De son aveu, c’est ça qui va le plus manquer à Thouin. La vie de groupe extra-handball. Les déplacements joyeux, chantants et arrosés qu’il a connu tout au long de sa carrière, moins depuis quelques temps. « Sans être de mauvais garçons, la jeune génération est plus individualiste. Avant, en déplacement, nous n’avions que nos histoires à raconter pour faire passer le temps. On réécrivait l’histoire du hand, entrecoupé d’anecdotes bien pourries. Aujourd’hui, dans le car, les gars montent avec leurs écrans, smartphones et autres tablettes et les casques sur les oreilles. C’est différent. Au resto d’après-match c’est pareil. Sur douze gars, tu en as huit sur le téléphone. Et ce type de comportement. inévitablement, découle sur le terrain. »
« Les gars vont moins se mettre minable pendant le match pour le voisin. C’est plus individualiste, sans le vouloir pour autant, mais ça se fait naturellement. Le handball est un sport collectif et justement il perd de son côté collectif. Pour les jeunes, la remise en question est plus dur. Et puis aujourd’hui, quand tu es jeune, tu as l’impression que tout est acquis. Tu ne comprends pas pourquoi, des fois, tu dois te taper huit heures de car pour ne jouer que deux ou trois minutes. Moi, j’ai appris comme ça. Au début de ma carrière, j’étais le plus nul de mon équipe. J’ai galéré des mois voir des saisons pour m’imposer en Nationale 3. »
« Une équipe de petits cons »
Malgré tout, « dans cette équipe de petits cons capables du meilleur comme du pire« , Thouin a pris beaucoup de plaisir pour sa dernière année et c’était son souhait. « Avec nous, c’était impossible de pronostiquer. C’était dur pour Xavier à gérer. On arrive à se transcender pour les gros matchs, en même temps de passer aux travers face aux petites équipes. Sur les matchs retours, on a souffert, notamment avec le départ de Guillaume Charlier. On a recommencé à tourner à neuf joueurs. Nous étions moins sur la base arrière. Malgré tout, comme le week-end dernier où on perd 38-30 chez le leader Aix, personne n’a triché. On a répondu présent face à une énorme équipe d’Aix. »
« Je suis fier des gars. Ça fait plaisir », déclare à www.magsport06.fr, l’arrière gauche de formation, qui a du traverser une grave blessure en 2004. De retour à la compétition à Bouguenais, on lui a demandé de dépanner au poste de pivot. Il ne l’a plus quitté. Ce fervent supporter du FC Nantes gardera en mémoire un souvenir en particulier.

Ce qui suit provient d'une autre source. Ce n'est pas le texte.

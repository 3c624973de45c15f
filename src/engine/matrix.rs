//! Core types for the alignment matrix.
//!
//! The matrix is the single source of truth for row visibility, column
//! visibility and conservation bands. Column visibility and bands are
//! derived state: they are recomputed in full from the rows and the
//! current threshold, never patched incrementally.

use thiserror::Error;

/// Default gathering threshold in bits, applied by `reset_threshold`.
pub const DEFAULT_GA_THRESHOLD: f64 = 25.0;

#[derive(Error, Debug)]
pub enum MatrixError {
    #[error("row {row} has {found} columns, expected {expected}")]
    InconsistentWidth {
        row: usize,
        expected: usize,
        found: usize,
    },
    #[error("header row count {header_rows} exceeds row count {rows}")]
    HeaderOverflow { header_rows: usize, rows: usize },
}

/// Conservation band for a column-dominant nucleotide.
#[derive(Debug, Clone, Copy, PartialEq, Eq)]
pub enum Band {
    /// Frequency >= 0.8.
    High,
    /// Frequency >= 0.6.
    Medium,
    /// Frequency >= 0.4.
    Low,
}

impl Band {
    /// Map a nucleotide frequency to a band.
    pub fn from_frequency(freq: f64) -> Option<Self> {
        if freq >= 0.8 {
            Some(Band::High)
        } else if freq >= 0.6 {
            Some(Band::Medium)
        } else if freq >= 0.4 {
            Some(Band::Low)
        } else {
            None
        }
    }
}

/// The four RNA nucleotide categories tracked by the analyzer.
#[derive(Debug, Clone, Copy, PartialEq, Eq)]
pub enum Nucleotide {
    Adenine,
    Cytosine,
    Guanine,
    Uracil,
}

impl Nucleotide {
    pub const ALL: [Nucleotide; 4] = [
        Nucleotide::Adenine,
        Nucleotide::Cytosine,
        Nucleotide::Guanine,
        Nucleotide::Uracil,
    ];

    /// Classify a character case-insensitively. `T` and ambiguity codes
    /// are "other" (the alignment is RNA).
    pub fn classify(ch: char) -> Option<Self> {
        match ch.to_ascii_uppercase() {
            'A' => Some(Nucleotide::Adenine),
            'C' => Some(Nucleotide::Cytosine),
            'G' => Some(Nucleotide::Guanine),
            'U' => Some(Nucleotide::Uracil),
            _ => None,
        }
    }

    /// Upper- and lowercase display characters for this nucleotide.
    #[allow(dead_code)] // API completeness
    pub fn chars(&self) -> [char; 2] {
        match self {
            Nucleotide::Adenine => ['A', 'a'],
            Nucleotide::Cytosine => ['C', 'c'],
            Nucleotide::Guanine => ['G', 'g'],
            Nucleotide::Uracil => ['U', 'u'],
        }
    }
}

/// A single cell: its display character plus an optional conservation band.
#[derive(Debug, Clone, Copy, PartialEq)]
pub struct Symbol {
    pub ch: char,
    pub band: Option<Band>,
}

impl Symbol {
    pub fn new(ch: char) -> Self {
        Self { ch, band: None }
    }
}

/// A row of the matrix: one sequence, or a structural annotation row.
#[derive(Debug, Clone)]
pub struct Row {
    /// Sequence identifier (may include coordinates like "id/start-end"),
    /// or an annotation tag for structural rows.
    pub id: String,
    /// Bit score; `None` marks a non-data row (seed member, annotation
    /// row) that is never hidden by threshold filtering.
    pub score: Option<f64>,
    /// Mutated by the row filter only.
    pub visible: bool,
    symbols: Vec<Symbol>,
}

impl Row {
    pub fn new(id: impl Into<String>, score: Option<f64>, text: &str) -> Self {
        Self {
            id: id.into(),
            score,
            visible: true,
            symbols: text.chars().map(Symbol::new).collect(),
        }
    }

    pub fn symbols(&self) -> &[Symbol] {
        &self.symbols
    }

    pub fn symbols_mut(&mut self) -> &mut [Symbol] {
        &mut self.symbols
    }

    pub fn len(&self) -> usize {
        self.symbols.len()
    }

    #[allow(dead_code)] // API completeness
    pub fn is_empty(&self) -> bool {
        self.symbols.is_empty()
    }

    /// Get the character at a column (O(1)).
    pub fn get(&self, col: usize) -> Option<char> {
        self.symbols.get(col).map(|s| s.ch)
    }
}

/// Threshold state machine: re-entering `Filtered` always triggers a full
/// row re-evaluation, never an incremental diff.
#[derive(Debug, Clone, Copy, PartialEq, Default)]
pub enum FilterState {
    #[default]
    Unfiltered,
    Filtered(f64),
}

/// Result of a filtering pass, consumed by the rendering layer.
#[derive(Debug, Clone, PartialEq)]
pub struct FilterSummary {
    pub visible_rows: Vec<usize>,
    pub hidden_columns: Vec<usize>,
    /// Highest index among scored rows left visible.
    #[allow(dead_code)] // API for callers that track the active range
    pub last_visible: Option<usize>,
}

/// An index-addressed alignment grid with per-row scores.
///
/// Built once from parsed input and mutated in place by the filtering
/// and conservation passes; rows and columns are never removed, only
/// toggled hidden.
#[derive(Debug, Clone)]
pub struct AlignmentMatrix {
    rows: Vec<Row>,
    width: usize,
    /// Leading structural rows (SS_cons, RF) excluded from the active
    /// range of the collapse and conservation passes.
    header_rows: usize,
    /// Cached column visibility, recomputed on every threshold change.
    column_hidden: Vec<bool>,
    state: FilterState,
}

impl AlignmentMatrix {
    /// Empty matrix, the state before any file is loaded.
    pub fn empty() -> Self {
        Self {
            rows: Vec::new(),
            width: 0,
            header_rows: 0,
            column_hidden: Vec::new(),
            state: FilterState::Unfiltered,
        }
    }

    /// Build a matrix from rows. Fails if row lengths are not uniform;
    /// on failure no matrix is built.
    pub fn new(rows: Vec<Row>, header_rows: usize) -> Result<Self, MatrixError> {
        let width = rows.first().map(|r| r.len()).unwrap_or(0);
        for (i, row) in rows.iter().enumerate() {
            if row.len() != width {
                return Err(MatrixError::InconsistentWidth {
                    row: i,
                    expected: width,
                    found: row.len(),
                });
            }
        }
        if header_rows > rows.len() {
            return Err(MatrixError::HeaderOverflow {
                header_rows,
                rows: rows.len(),
            });
        }
        Ok(Self {
            rows,
            width,
            header_rows,
            column_hidden: vec![false; width],
            state: FilterState::Unfiltered,
        })
    }

    pub fn rows(&self) -> &[Row] {
        &self.rows
    }

    pub fn rows_mut(&mut self) -> &mut [Row] {
        &mut self.rows
    }

    pub fn num_rows(&self) -> usize {
        self.rows.len()
    }

    pub fn width(&self) -> usize {
        self.width
    }

    pub fn header_rows(&self) -> usize {
        self.header_rows
    }

    #[allow(dead_code)] // API for state inspection
    pub fn state(&self) -> FilterState {
        self.state
    }

    /// First row index of the active range (first data row).
    pub fn first_data_row(&self) -> usize {
        self.header_rows
    }

    pub fn is_column_hidden(&self, col: usize) -> bool {
        self.column_hidden.get(col).copied().unwrap_or(false)
    }

    pub(crate) fn set_column_hidden(&mut self, col: usize, hidden: bool) {
        if let Some(slot) = self.column_hidden.get_mut(col) {
            *slot = hidden;
        }
    }

    /// Number of currently visible rows.
    pub fn visible_row_count(&self) -> usize {
        self.rows.iter().filter(|r| r.visible).count()
    }

    /// Number of currently visible columns.
    pub fn visible_column_count(&self) -> usize {
        self.column_hidden.iter().filter(|h| !**h).count()
    }

    pub fn visible_row_indices(&self) -> Vec<usize> {
        self.rows
            .iter()
            .enumerate()
            .filter(|(_, r)| r.visible)
            .map(|(i, _)| i)
            .collect()
    }

    pub fn hidden_column_indices(&self) -> Vec<usize> {
        self.column_hidden
            .iter()
            .enumerate()
            .filter(|(_, h)| **h)
            .map(|(i, _)| i)
            .collect()
    }

    /// Apply a threshold: full row re-evaluation followed by a full
    /// column-collapse recomputation.
    pub fn set_threshold(&mut self, threshold: f64) -> FilterSummary {
        let last_visible = super::filter::filter_rows(self, threshold);
        super::collapse::collapse_gap_columns(self, last_visible);
        self.state = FilterState::Filtered(threshold);
        FilterSummary {
            visible_rows: self.visible_row_indices(),
            hidden_columns: self.hidden_column_indices(),
            last_visible,
        }
    }

    /// Re-filter with the default gathering threshold.
    pub fn reset_threshold(&mut self) -> FilterSummary {
        self.set_threshold(DEFAULT_GA_THRESHOLD)
    }

    /// Recolor conserved positions for the given threshold. Always starts
    /// from a clean slate (bands are never additive across calls).
    /// Returns the number of painted cells.
    pub fn show_conservation(&mut self, threshold: f64) -> usize {
        super::conservation::reset_conservation(self);
        let last_visible = super::filter::filter_rows(self, threshold);
        super::collapse::collapse_gap_columns(self, last_visible);
        self.state = FilterState::Filtered(threshold);
        super::conservation::analyze_conservation(self, last_visible)
    }

    /// Clear all conservation bands.
    pub fn hide_conservation(&mut self) {
        super::conservation::reset_conservation(self);
    }
}

#[cfg(test)]
mod tests {
    use super::*;

    #[test]
    fn test_matrix_width() {
        let rows = vec![
            Row::new("seq1", Some(30.0), "ACGU..ACGU"),
            Row::new("seq2", Some(28.0), "ACGU..ACGU"),
        ];
        let matrix = AlignmentMatrix::new(rows, 0).unwrap();
        assert_eq!(matrix.width(), 10);
        assert_eq!(matrix.num_rows(), 2);
    }

    #[test]
    fn test_inconsistent_width_rejected() {
        let rows = vec![
            Row::new("seq1", Some(30.0), "ACGU"),
            Row::new("seq2", Some(28.0), "ACG"),
        ];
        let err = AlignmentMatrix::new(rows, 0).unwrap_err();
        assert!(matches!(
            err,
            MatrixError::InconsistentWidth {
                row: 1,
                expected: 4,
                found: 3
            }
        ));
    }

    #[test]
    fn test_header_overflow_rejected() {
        let rows = vec![Row::new("SS_cons", None, "<<>>")];
        assert!(AlignmentMatrix::new(rows, 2).is_err());
    }

    #[test]
    fn test_classify_case_insensitive() {
        assert_eq!(Nucleotide::classify('a'), Some(Nucleotide::Adenine));
        assert_eq!(Nucleotide::classify('G'), Some(Nucleotide::Guanine));
        assert_eq!(Nucleotide::classify('u'), Some(Nucleotide::Uracil));
        assert_eq!(Nucleotide::classify('T'), None);
        assert_eq!(Nucleotide::classify('.'), None);
    }

    #[test]
    fn test_band_thresholds() {
        assert_eq!(Band::from_frequency(0.95), Some(Band::High));
        assert_eq!(Band::from_frequency(0.8), Some(Band::High));
        assert_eq!(Band::from_frequency(0.79), Some(Band::Medium));
        assert_eq!(Band::from_frequency(0.6), Some(Band::Medium));
        assert_eq!(Band::from_frequency(0.59), Some(Band::Low));
        assert_eq!(Band::from_frequency(0.4), Some(Band::Low));
        assert_eq!(Band::from_frequency(0.39), None);
    }

    #[test]
    fn test_threshold_state_machine() {
        let rows = vec![Row::new("seq1", Some(30.0), "ACGU")];
        let mut matrix = AlignmentMatrix::new(rows, 0).unwrap();
        assert_eq!(matrix.state(), FilterState::Unfiltered);
        matrix.set_threshold(20.0);
        assert_eq!(matrix.state(), FilterState::Filtered(20.0));
        matrix.reset_threshold();
        assert_eq!(matrix.state(), FilterState::Filtered(DEFAULT_GA_THRESHOLD));
    }
}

Il y a dix ans, son club, alors en Nationale 2, avait affronté une D2 de la région parisienne en coupe de France devant une salle archi-comble de 800 personnes. « Il y en avait partout. Une ambiance de folie et on perd d’une but. Pourtant, nous avons le ballon pour égaliser. Un gros souvenir. »
Des souvenirs, au Bâtiment Nice, ont complété sa collection. Son vœu le plus cher est de garder de forts liens avec les garçons qu’il a côtoyé aux Eucalyptus. Il s’est promis de les supporter et même, si l’occasion se présente, de pourquoi pas donner un coup de main au club, d’ici un ou deux ans, en entraînant par exemple une équipe de jeunes. Sa profession de professeur d’EPS lui a déjà inculqué les bases de la direction. Son capitanat également. A suivre… D’ici là, ne soyez pas surpris si vous le croisez en pleine rendonnée en montagne : il sera à la recherche d’autres sensations.